The National Weather Service in Wilmington has issued a high rip current risk, which is in effect from Friday morning through Friday evening.
Dangerous rip currents will exist all day, but the strongest rip currents will occur within two hours on either side of low tide, about noon, and near jetties and piers.
Rip currents are powerful channels of water flowing quickly away from shore, which occur most often at low spots or breaks in the sandbar and in the vicinity of structures such as groins, jetties, and piers.
Although it may look like the perfect day to swim in the ocean, lifeguards familiar with these waters said conditions like these can be dangerous to anyone attempting to go for a swim.
"Basically what happens is people, once they get into these rip currents, it pulls them out, people panic, and that's when they get in trouble," said Wesley Cox of Lack's Beach Service.
Cox suggested swimmers pay attention to lifeguards and beach patrol officers, along with flags and posted signs.
"We also have another ordinance that the lifeguards can advise if they need to come in closer as far as waist-deep. And of course, whatever the water conditions are, we'll keep bringing the people in as needed," Cox said.

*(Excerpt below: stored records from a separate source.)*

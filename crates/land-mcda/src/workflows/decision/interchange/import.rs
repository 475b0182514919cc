use std::collections::HashSet;
use std::io::Read;
use std::path::Path;

use super::super::alternatives::{AlternativeSet, AlternativeStoreError};
use super::super::criteria::CriterionSet;
use super::super::domain::{Alternative, CriterionId};

const ID_COLUMN: &str = "id";
const NAME_COLUMN: &str = "name";
const DESCRIPTION_COLUMN: &str = "description";

#[derive(Debug)]
pub enum AlternativeImportError {
    Io(std::io::Error),
    Csv(csv::Error),
    MissingColumn(&'static str),
    DuplicateColumn(String),
    UnknownCriterionColumn(String),
    InvalidScore {
        line: u64,
        column: String,
        value: String,
    },
    Store(AlternativeStoreError),
}

impl std::fmt::Display for AlternativeImportError {
    fn fmt(&self, f: &mut std::fmt::Formatter<'_>) -> std::fmt::Result {
        match self {
            AlternativeImportError::Io(err) => write!(f, "failed to read score sheet: {}", err),
            AlternativeImportError::Csv(err) => write!(f, "invalid score sheet CSV: {}", err),
            AlternativeImportError::MissingColumn(column) => {
                write!(f, "score sheet is missing the '{}' column", column)
            }
            AlternativeImportError::DuplicateColumn(column) => {
                write!(f, "score sheet repeats the '{}' column", column)
            }
            AlternativeImportError::UnknownCriterionColumn(column) => write!(
                f,
                "score sheet column '{}' does not match any criterion",
                column
            ),
            AlternativeImportError::InvalidScore {
                line,
                column,
                value,
            } => write!(
                f,
                "line {}: '{}' is not a numeric score for '{}'",
                line, value, column
            ),
            AlternativeImportError::Store(err) => {
                write!(f, "score sheet rejected: {}", err)
            }
        }
    }
}

impl std::error::Error for AlternativeImportError {
    fn source(&self) -> Option<&(dyn std::error::Error + 'static)> {
        match self {
            AlternativeImportError::Io(err) => Some(err),
            AlternativeImportError::Csv(err) => Some(err),
            AlternativeImportError::Store(err) => Some(err),
            AlternativeImportError::MissingColumn(_)
            | AlternativeImportError::DuplicateColumn(_)
            | AlternativeImportError::UnknownCriterionColumn(_)
            | AlternativeImportError::InvalidScore { .. } => None,
        }
    }
}

impl From<std::io::Error> for AlternativeImportError {
    fn from(err: std::io::Error) -> Self {
        Self::Io(err)
    }
}

impl From<csv::Error> for AlternativeImportError {
    fn from(err: csv::Error) -> Self {
        Self::Csv(err)
    }
}

impl From<AlternativeStoreError> for AlternativeImportError {
    fn from(err: AlternativeStoreError) -> Self {
        Self::Store(err)
    }
}

/// Column layout resolved from the header row.
struct SheetLayout {
    id: usize,
    name: usize,
    description: Option<usize>,
    scores: Vec<(usize, CriterionId)>,
}

impl SheetLayout {
    fn from_headers(
        headers: &csv::StringRecord,
        criteria: &CriterionSet,
    ) -> Result<Self, AlternativeImportError> {
        let mut id = None;
        let mut name = None;
        let mut description = None;
        let mut scores = Vec::new();
        let mut seen = HashSet::new();

        for (index, header) in headers.iter().enumerate() {
            let normalized = header.trim_start_matches('\u{feff}').trim();
            let key = normalized.to_ascii_lowercase();
            if !seen.insert(key.clone()) {
                return Err(AlternativeImportError::DuplicateColumn(
                    normalized.to_string(),
                ));
            }
            match key.as_str() {
                ID_COLUMN => id = Some(index),
                NAME_COLUMN => name = Some(index),
                DESCRIPTION_COLUMN => description = Some(index),
                _ => {
                    let criterion = CriterionId::new(normalized);
                    if !criteria.contains(&criterion) {
                        return Err(AlternativeImportError::UnknownCriterionColumn(
                            normalized.to_string(),
                        ));
                    }
                    scores.push((index, criterion));
                }
            }
        }

        Ok(Self {
            id: id.ok_or(AlternativeImportError::MissingColumn(ID_COLUMN))?,
            name: name.ok_or(AlternativeImportError::MissingColumn(NAME_COLUMN))?,
            description,
            scores,
        })
    }

    fn alternative(&self, record: &csv::StringRecord) -> Result<Alternative, AlternativeImportError> {
        let cell = |index: usize| record.get(index).unwrap_or_default();
        let line = record.position().map(|pos| pos.line()).unwrap_or_default();

        let mut alternative = Alternative::new(cell(self.id), cell(self.name));
        if let Some(index) = self.description {
            alternative.description = cell(index).to_string();
        }

        for (index, criterion) in &self.scores {
            let raw = cell(*index);
            if raw.is_empty() {
                continue;
            }
            let score = raw
                .parse::<f64>()
                .map_err(|_| AlternativeImportError::InvalidScore {
                    line,
                    column: criterion.to_string(),
                    value: raw.to_string(),
                })?;
            alternative.scores.insert(criterion.clone(), score);
        }

        Ok(alternative)
    }
}

/// Loads alternatives from a score sheet whose score columns are criterion ids.
pub struct AlternativeCsvImporter;

impl AlternativeCsvImporter {
    pub fn from_path<P: AsRef<Path>>(
        path: P,
        criteria: &CriterionSet,
    ) -> Result<AlternativeSet, AlternativeImportError> {
        let file = std::fs::File::open(path)?;
        Self::from_reader(file, criteria)
    }

    pub fn from_reader<R: Read>(
        reader: R,
        criteria: &CriterionSet,
    ) -> Result<AlternativeSet, AlternativeImportError> {
        let mut csv_reader = csv::ReaderBuilder::new()
            .trim(csv::Trim::All)
            .from_reader(reader);

        let layout = SheetLayout::from_headers(csv_reader.headers()?, criteria)?;

        let mut alternatives = Vec::new();
        for record in csv_reader.records() {
            let record = record?;
            alternatives.push(layout.alternative(&record)?);
        }

        Ok(AlternativeSet::new(alternatives)?)
    }
}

It's especially important for older individuals to know their body's limits and take into account any medical history before stepping foot in the water.

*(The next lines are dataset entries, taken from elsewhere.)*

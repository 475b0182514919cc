use std::sync::Arc;

use axum::response::Response;
use serde_json::Value;

use crate::workflows::decision::domain::{
    Alternative, Criterion, CriterionCategory, Scenario, ScenarioId,
};
use crate::workflows::decision::history::{
    InMemoryScenarioHistory, RepositoryError, ScenarioRepository,
};
use crate::workflows::decision::{
    decision_router, DecisionAnalysisService, DecisionBlueprint, ScoringConfig,
};

pub(super) fn criterion(id: &str, weight: u32) -> Criterion {
    Criterion::new(id, id.to_uppercase(), weight, CriterionCategory::Environmental)
}

pub(super) fn alternative(id: &str, scores: &[(&str, f64)]) -> Alternative {
    scores
        .iter()
        .fold(Alternative::new(id, id.to_uppercase()), |alt, (key, score)| {
            alt.with_score(*key, *score)
        })
}

/// Two criteria weighted 60/40 and three alternatives totalling 80, 95 and 60.
pub(super) fn sixty_forty() -> (Vec<Criterion>, Vec<Alternative>) {
    let criteria = vec![criterion("a", 60), criterion("b", 40)];
    let alternatives = vec![
        alternative("first", &[("a", 100.0), ("b", 50.0)]),
        alternative("second", &[("a", 100.0), ("b", 87.5)]),
        alternative("third", &[("a", 60.0), ("b", 60.0)]),
    ];
    (criteria, alternatives)
}

pub(super) fn blueprint() -> DecisionBlueprint {
    DecisionBlueprint::land_use()
}

pub(super) fn build_service() -> (
    DecisionAnalysisService<InMemoryScenarioHistory>,
    Arc<InMemoryScenarioHistory>,
) {
    let history = Arc::new(InMemoryScenarioHistory::new());
    let service = DecisionAnalysisService::new(history.clone(), ScoringConfig::default());
    (service, history)
}

pub(super) fn router_with_service(
    service: DecisionAnalysisService<InMemoryScenarioHistory>,
) -> axum::Router {
    decision_router(Arc::new(service))
}

pub(super) struct UnavailableHistory;

impl ScenarioRepository for UnavailableHistory {
    fn append(&self, _scenario: Scenario) -> Result<(), RepositoryError> {
        Err(RepositoryError::Unavailable("database offline".to_string()))
    }

    fn list(&self, _limit: usize) -> Result<Vec<Scenario>, RepositoryError> {
        Err(RepositoryError::Unavailable("database offline".to_string()))
    }

    fn fetch(&self, _id: &ScenarioId) -> Result<Option<Scenario>, RepositoryError> {
        Err(RepositoryError::Unavailable("database offline".to_string()))
    }

    fn count(&self) -> Result<usize, RepositoryError> {
        Err(RepositoryError::Unavailable("database offline".to_string()))
    }
}

pub(super) async fn read_json_body(response: Response) -> Value {
    let body = axum::body::to_bytes(response.into_body(), 64 * 1024)
        .await
        .expect("read body");
    serde_json::from_slice(&body).expect("json payload")
}

pub(super) fn assert_close(actual: f64, expected: f64) {
    assert!(
        (actual - expected).abs() < 1e-9,
        "expected {expected}, got {actual}"
    );
}
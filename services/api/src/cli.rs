use crate::demo::{run_demo, run_ranking, DemoArgs, RankArgs};
use crate::server;
use clap::{Args, Parser, Subcommand};
use land_mcda::error::AppError;

#[derive(Parser, Debug)]
#[command(
    name = "Land-Use MCDA",
    about = "Rank land-use alternatives by weighted criteria and serve the decision API",
    version
)]
struct Cli {
    #[command(subcommand)]
    command: Option<Command>,
}

#[derive(Subcommand, Debug)]
enum Command {
    /// Start the HTTP service (default command)
    Serve(ServeArgs),
    /// Rank the seed alternatives or an imported score sheet
    Rank(RankArgs),
    /// Walk through weighting, ranking, and scenario history with the seed data
    Demo(DemoArgs),
}

#[derive(Args, Debug, Default)]
pub(crate) struct ServeArgs {
    /// Override the configured host for the HTTP server
    #[arg(long)]
    pub(crate) host: Option<String>,
    /// Override the configured port for the HTTP server
    #[arg(long)]
    pub(crate) port: Option<u16>,
}

pub(crate) async fn run() -> Result<(), AppError> {
    let cli = Cli::parse();
    let command = cli
        .command
        .unwrap_or_else(|| Command::Serve(ServeArgs::default()));

    match command {
        Command::Serve(args) => server::run(args).await,
        Command::Rank(args) => run_ranking(args),
        Command::Demo(args) => run_demo(args),
    }
}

"When we get older and our hormone levels change, our muscles aren't nearly as strong. We can't ask our muscles to do as much as work as we did normally," said Dr. Dennis Rhoades of Doctor's Care.
If you become caught in a rip current, do not panic. Remain calm and begin to swim parallel to shore. Once you are away from the force of the rip current, begin to swim back to the beach.
North Myrtle Beach lifeguards performed 98 water rescues Thursday, which they said could be a record.